Punkten konnte Ahne am besten mit Dialogstärke, Lokalkolorit, einem beeindruckenden Auseinandernehmen der deutschen Sprache sowie imposanten Hakenschlägen in der Erzählweise. Seine Texte hatten teilweise Max-Goldt-Qualität, kein Trallala und keine seichte Unterhaltung waren da zu hören, sondern geballte Gesellschaftskritik unter dem Deckmantel unterhaltsamer Harmlosigkeit. Und genau das war Ahnes ausgesprochene Stärke: Naivität im Gewand des Dilettantismus. Doch in seinen Texten verbarg sich eine Bissigkeit, die oftmals erst nach mehrmaligem Hören erschlossen werden konnte. Da wurde derart mit Konjunktiven und Absurdem jongliert, dass die Überraschungen nur so auf einen einhagelten; Erschrecken, unerwartete Kapriolen und klimaktische Aufwärtsspiralen, die oft genug zu unerwarteten Erkenntnissen führen konnten, gehörten zum Repertoire des Straßendichters.

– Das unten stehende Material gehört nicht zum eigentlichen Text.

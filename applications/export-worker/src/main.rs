/// OpenMusic Export Worker - mails playlist exports from the queue
use clap::Parser;
use lapin::Connection;
use openmusic_export::{connect_with_retry, consume, ExportProcessor, SmtpMailer};
use openmusic_export_worker::{StoreSnapshots, WorkerConfig};
use std::path::PathBuf;
use tracing_subscriber::{layer::SubscriberExt, util::SubscriberInitExt};

#[derive(Parser)]
#[command(name = "openmusic-export-worker")]
#[command(about = "Consumes playlist export jobs and mails the results", long_about = None)]
struct Cli {
    /// Configuration file path
    #[arg(short, long, env = "OPENMUSIC_WORKER_CONFIG")]
    config: Option<PathBuf>,
}

#[tokio::main]
async fn main() -> anyhow::Result<()> {
    tracing_subscriber::registry()
        .with(
            tracing_subscriber::EnvFilter::try_from_default_env()
                .unwrap_or_else(|_| "openmusic_export_worker=info,openmusic_export=info".into()),
        )
        .with(tracing_subscriber::fmt::layer())
        .init();

    let cli = Cli::parse();
    let config = WorkerConfig::load(cli.config.as_deref())?;
    config.validate()?;

    tracing::info!("Starting OpenMusic Export Worker");

    let pool = openmusic_storage::create_pool(&config.storage.database_url).await?;
    tracing::info!("Database connected");

    let mailer = SmtpMailer::new(&config.smtp)?;
    tracing::info!(host = %config.smtp.host, port = config.smtp.port, "SMTP relay configured");

    let processor = ExportProcessor::new(StoreSnapshots::new(pool), mailer);
    let topology = config.queue.topology();
    let retry = config.queue.connect_retry();

    let shutdown = shutdown_signal();
    tokio::pin!(shutdown);

    loop {
        let connection = tokio::select! {
            connection = connect_with_retry(&config.queue.amqp_url, retry) => connection,
            () = &mut shutdown => break,
        };

        let channel = match connection.create_channel().await {
            Ok(channel) => channel,
            Err(e) => {
                tracing::warn!(error = %e, "Failed to open broker channel");
                tokio::time::sleep(retry).await;
                continue;
            }
        };

        tokio::select! {
            result = consume(&channel, &topology, &processor, config.queue.prefetch) => {
                if let Err(e) = result {
                    tracing::error!(error = %e, "Consumer stopped");
                }
            }
            () = &mut shutdown => {
                close(connection).await;
                break;
            }
        }

        // Stream ended or failed; reconnect
        tokio::time::sleep(retry).await;
    }

    tracing::info!("Export worker stopped");
    Ok(())
}

/// Close the broker connection; unsettled deliveries return to the queue
async fn close(connection: Connection) {
    if let Err(e) = connection.close(200, "worker shutdown").await {
        tracing::debug!(error = %e, "Broker connection already closed");
    }
}

async fn shutdown_signal() {
    let ctrl_c = async {
        let _ = tokio::signal::ctrl_c().await;
    };

    #[cfg(unix)]
    let terminate = async {
        if let Ok(mut sigterm) =
            tokio::signal::unix::signal(tokio::signal::unix::SignalKind::terminate())
        {
            sigterm.recv().await;
        }
    };

    #[cfg(not(unix))]
    let terminate = std::future::pending::<()>();

    tokio::select! {
        () = ctrl_c => {},
        () = terminate => {},
    }
    tracing::info!("Shutting down");
}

Und auch rein optisch war Ahne eine regelrechte Augenweide: Mit dem Starren eines Irren und der für Slam-Poetry typischen Prosodie mit regionalem Einschlag verballhornte Ahne seine eigene ADHS-Literatur. Da wurden hermeneutische Zirkel zu Mineralwasser namens „Carat“ geführt, natürlich nicht ohne auf die gleichnamige DDR-Band anzuspielen, die eigene Biografie auf die Schippe genommen und sogar Außenpolitik kam nicht zu kurz: Man könne ja Griechenland vermieten und in „Facebook“ umbenennen, schlug er vor, oder fragte sich, warum am 8. März nicht Frauen saufend durch die Straßen ziehen und Männer in die Spree werfen. Für die Männerwelt hatte er auch gleich einen Ratschlag parat: Endlich mal wieder weinen dürfen! „Lass die Zwiebel stecken, Mutter, das kann ich von allein.“ Helge Schneider ließ grüßen, und das nicht nur einmal.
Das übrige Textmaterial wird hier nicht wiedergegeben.